[Problem requirements]
Search the data below for "multiple" and report how many lines contain it, with no other text.

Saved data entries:
◆ ◆ ◆ ◆ ◆
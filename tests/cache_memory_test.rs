// ABOUTME: Unit tests for in-memory cache implementation
// ABOUTME: Tests TTL expiration, capacity limits, and background cleanup
//
// Licensed under either of Apache License, Version 2.0 or MIT License at your option.
// Copyright ©2025 Async-IO.org

use anyhow::Result;
use pierre_mcp_server::cache::{factory::Cache, CacheConfig, CacheKey, CacheResource};
use serde::{Deserialize, Serialize};
use std::time::Duration;
use uuid::Uuid;

#[derive(Debug, Clone, Serialize, Deserialize, PartialEq)]
struct TestData {
    value: String,
    count: u32,
}

/// Helper: Create test cache key
fn test_cache_key(resource: CacheResource) -> CacheKey {
    CacheKey::new(
        Uuid::new_v4(),
        Uuid::new_v4(),
        "strava".to_string(),
        resource,
    )
}

/// Helper: Create in-memory cache with custom config
async fn create_test_cache(max_entries: usize, cleanup_interval_secs: u64) -> Result<Cache> {
    let config = CacheConfig {
        max_entries,
        redis_url: None,
        cleanup_interval: Duration::from_secs(cleanup_interval_secs),
        enable_background_cleanup: false, // Disable in tests to avoid tokio runtime conflicts
    };
    Cache::new(config).await
}

#[tokio::test]
async fn test_cache_set_and_get() -> Result<()> {
    let cache = create_test_cache(100, 300).await?;
    let key = test_cache_key(CacheResource::AthleteProfile);
    let data = TestData {
        value: "test".to_string(),
        count: 42,
    };

    // Set value
    cache.set(&key, &data, Duration::from_secs(10)).await?;

    // Get value back
    let retrieved: Option<TestData> = cache.get(&key).await?;
    assert_eq!(retrieved, Some(data));

    Ok(())
}

#[tokio::test]
async fn test_cache_expiration() -> Result<()> {
    let cache = create_test_cache(100, 300).await?;
    let key = test_cache_key(CacheResource::AthleteProfile);
    let data = TestData {
        value: "expires".to_string(),
        count: 1,
    };

    // Set value with 1-second TTL
    cache.set(&key, &data, Duration::from_secs(1)).await?;

    // Should exist immediately
    assert!(cache.exists(&key).await?);

    // Wait for expiration
    tokio::time::sleep(Duration::from_millis(1100)).await;

    // Should be expired
    let retrieved: Option<TestData> = cache.get(&key).await?;
    assert_eq!(retrieved, None);
    assert!(!cache.exists(&key).await?);

    Ok(())
}

#[tokio::test]
async fn test_cache_ttl() -> Result<()> {
    let cache = create_test_cache(100, 300).await?;
    let key = test_cache_key(CacheResource::AthleteProfile);
    let data = TestData {
        value: "ttl_test".to_string(),
        count: 5,
    };

    // Set value with 10-second TTL
    cache.set(&key, &data, Duration::from_secs(10)).await?;

    // Check TTL immediately
    let ttl = cache.ttl(&key).await?;
    assert!(ttl.is_some());
    assert!(ttl.unwrap().as_secs() <= 10);
    assert!(ttl.unwrap().as_secs() >= 9); // Should be close to 10

    Ok(())
}

#[tokio::test]
async fn test_cache_invalidate() -> Result<()> {
    let cache = create_test_cache(100, 300).await?;
    let key = test_cache_key(CacheResource::AthleteProfile);
    let data = TestData {
        value: "delete_me".to_string(),
        count: 99,
    };

    // Set value
    cache.set(&key, &data, Duration::from_secs(60)).await?;
    assert!(cache.exists(&key).await?);

    // Invalidate
    cache.invalidate(&key).await?;

    // Should no longer exist
    assert!(!cache.exists(&key).await?);
    let retrieved: Option<TestData> = cache.get(&key).await?;
    assert_eq!(retrieved, None);

    Ok(())
}

#[tokio::test]
async fn test_cache_invalidate_pattern() -> Result<()> {
    let cache = create_test_cache(100, 300).await?;
    let tenant_id = Uuid::new_v4();
    let user_id = Uuid::new_v4();

    let data = TestData {
        value: "pattern_test".to_string(),
        count: 1,
    };

    // Set multiple keys for same user
    let key1 = CacheKey::new(
        tenant_id,
        user_id,
        "strava".to_string(),
        CacheResource::AthleteProfile,
    );
    let key2 = CacheKey::new(
        tenant_id,
        user_id,
        "strava".to_string(),
        CacheResource::Activity { activity_id: 123 },
    );
    let key3 = CacheKey::new(
        tenant_id,
        user_id,
        "strava".to_string(),
        CacheResource::Stats { athlete_id: 456 },
    );

    cache.set(&key1, &data, Duration::from_secs(60)).await?;
    cache.set(&key2, &data, Duration::from_secs(60)).await?;
    cache.set(&key3, &data, Duration::from_secs(60)).await?;

    // All should exist
    assert!(cache.exists(&key1).await?);
    assert!(cache.exists(&key2).await?);
    assert!(cache.exists(&key3).await?);

    // Invalidate all entries for this user
    let pattern = CacheKey::user_pattern(tenant_id, user_id, "strava");
    let removed = cache.invalidate_pattern(&pattern).await?;
    assert_eq!(removed, 3);

    // All should be gone
    assert!(!cache.exists(&key1).await?);
    assert!(!cache.exists(&key2).await?);
    assert!(!cache.exists(&key3).await?);

    Ok(())
}

#[tokio::test]
async fn test_cache_tenant_isolation() -> Result<()> {
    let cache = create_test_cache(100, 300).await?;

    let tenant1 = Uuid::new_v4();
    let tenant2 = Uuid::new_v4();
    let user_id = Uuid::new_v4();

    let data1 = TestData {
        value: "tenant1".to_string(),
        count: 1,
    };
    let data2 = TestData {
        value: "tenant2".to_string(),
        count: 2,
    };

    // Set data for two different tenants
    let key1 = CacheKey::new(
        tenant1,
        user_id,
        "strava".to_string(),
        CacheResource::AthleteProfile,
    );
    let key2 = CacheKey::new(
        tenant2,
        user_id,
        "strava".to_string(),
        CacheResource::AthleteProfile,
    );

    cache.set(&key1, &data1, Duration::from_secs(60)).await?;
    cache.set(&key2, &data2, Duration::from_secs(60)).await?;

    // Each tenant should only see their own data
    let retrieved1: Option<TestData> = cache.get(&key1).await?;
    let retrieved2: Option<TestData> = cache.get(&key2).await?;

    assert_eq!(retrieved1, Some(data1));
    assert_eq!(retrieved2, Some(data2));

    // Invalidating tenant1 should not affect tenant2
    cache.invalidate(&key1).await?;
    assert!(!cache.exists(&key1).await?);
    assert!(cache.exists(&key2).await?);

    Ok(())
}

#[tokio::test]
async fn test_cache_capacity_eviction() -> Result<()> {
    // Create cache with very small capacity
    let cache = create_test_cache(10, 300).await?;

    let data = TestData {
        value: "capacity_test".to_string(),
        count: 1,
    };

    // Fill cache beyond capacity
    for i in 0..20 {
        let key = test_cache_key(CacheResource::Activity { activity_id: i });
        cache.set(&key, &data, Duration::from_secs(60)).await?;
    }

    // Cache should have evicted some entries to stay within capacity
    // We don't test exact count because eviction is approximate (10% at a time)
    // but it should be less than 20
    let mut count = 0;
    for i in 0..20 {
        let key = test_cache_key(CacheResource::Activity { activity_id: i });
        if cache.exists(&key).await? {
            count += 1;
        }
    }

    // Should have evicted at least some entries
    assert!(count < 20);
    // Should not exceed capacity significantly
    assert!(count <= 12); // 10 + some margin for eviction granularity

    Ok(())
}

#[tokio::test]
async fn test_cache_background_cleanup() -> Result<()> {
    // Create cache with short cleanup interval
    let cache = create_test_cache(100, 1).await?;
    let tenant_id = Uuid::new_v4();
    let user_id = Uuid::new_v4();

    let data = TestData {
        value: "cleanup_test".to_string(),
        count: 1,
    };

    // Create keys once so we can reuse them
    let keys: Vec<_> = (0..5)
        .map(|i| {
            CacheKey::new(
                tenant_id,
                user_id,
                "strava".to_string(),
                CacheResource::Activity { activity_id: i },
            )
        })
        .collect();

    // Create entries with short TTL (1 second - long enough to check they exist)
    for key in &keys {
        cache.set(key, &data, Duration::from_secs(1)).await?;
    }

    // All should exist immediately after creation
    for key in &keys {
        assert!(cache.exists(key).await?);
    }

    // Wait for expiration + cleanup cycles (1s TTL + 1s cleanup interval + margin)
    tokio::time::sleep(Duration::from_millis(2500)).await;

    // All should be cleaned up by background task
    for key in &keys {
        assert!(!cache.exists(key).await?);
    }

    Ok(())
}

#[tokio::test]
async fn test_cache_clear_all() -> Result<()> {
    let cache = create_test_cache(100, 300).await?;
    let tenant_id = Uuid::new_v4();
    let user_id = Uuid::new_v4();

    let data = TestData {
        value: "clear_test".to_string(),
        count: 1,
    };

    // Create keys once so we can reuse them
    let keys: Vec<_> = (0..10)
        .map(|i| {
            CacheKey::new(
                tenant_id,
                user_id,
                "strava".to_string(),
                CacheResource::Activity { activity_id: i },
            )
        })
        .collect();

    // Add multiple entries
    for key in &keys {
        cache.set(key, &data, Duration::from_secs(60)).await?;
    }

    // All should exist
    for key in &keys {
        assert!(cache.exists(key).await?);
    }

    // Clear all
    cache.clear_all().await?;

    // All should be gone
    for key in &keys {
        assert!(!cache.exists(key).await?);
    }

    Ok(())
}

#[tokio::test]
async fn test_cache_health_check() -> Result<()> {
    let cache = create_test_cache(100, 300).await?;

    // In-memory cache should always be healthy
    cache.health_check().await?;

    Ok(())
}

#[tokio::test]
async fn test_cache_different_resource_types() -> Result<()> {
    let cache = create_test_cache(100, 300).await?;
    let tenant_id = Uuid::new_v4();
    let user_id = Uuid::new_v4();

    let data = TestData {
        value: "resource_type_test".to_string(),
        count: 1,
    };

    // Test different resource types
    let resources = vec![
        CacheResource::AthleteProfile,
        CacheResource::ActivityList {
            page: 1,
            per_page: 30,
        },
        CacheResource::Activity { activity_id: 123 },
        CacheResource::Stats { athlete_id: 456 },
        CacheResource::DetailedActivity { activity_id: 789 },
    ];

    for resource in &resources {
        let key = CacheKey::new(tenant_id, user_id, "strava".to_string(), resource.clone());
        cache.set(&key, &data, Duration::from_secs(60)).await?;
    }

    // All should be retrievable
    for resource in resources {
        let key = CacheKey::new(tenant_id, user_id, "strava".to_string(), resource);
        let retrieved: Option<TestData> = cache.get(&key).await?;
        assert_eq!(retrieved, Some(data.clone()));
    }

    Ok(())
}

#[tokio::test]
async fn test_cache_from_env_defaults() -> Result<()> {
    // Test cache creation from environment (should use defaults)
    let cache = Cache::from_env().await?;

    // Should be able to use it
    let key = test_cache_key(CacheResource::AthleteProfile);
    let data = TestData {
        value: "env_test".to_string(),
        count: 1,
    };

    cache.set(&key, &data, Duration::from_secs(10)).await?;
    let retrieved: Option<TestData> = cache.get(&key).await?;
    assert_eq!(retrieved, Some(data));

    Ok(())
}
◆ ◆ ◆ ◆ ◆
[Solution to this exercise]
2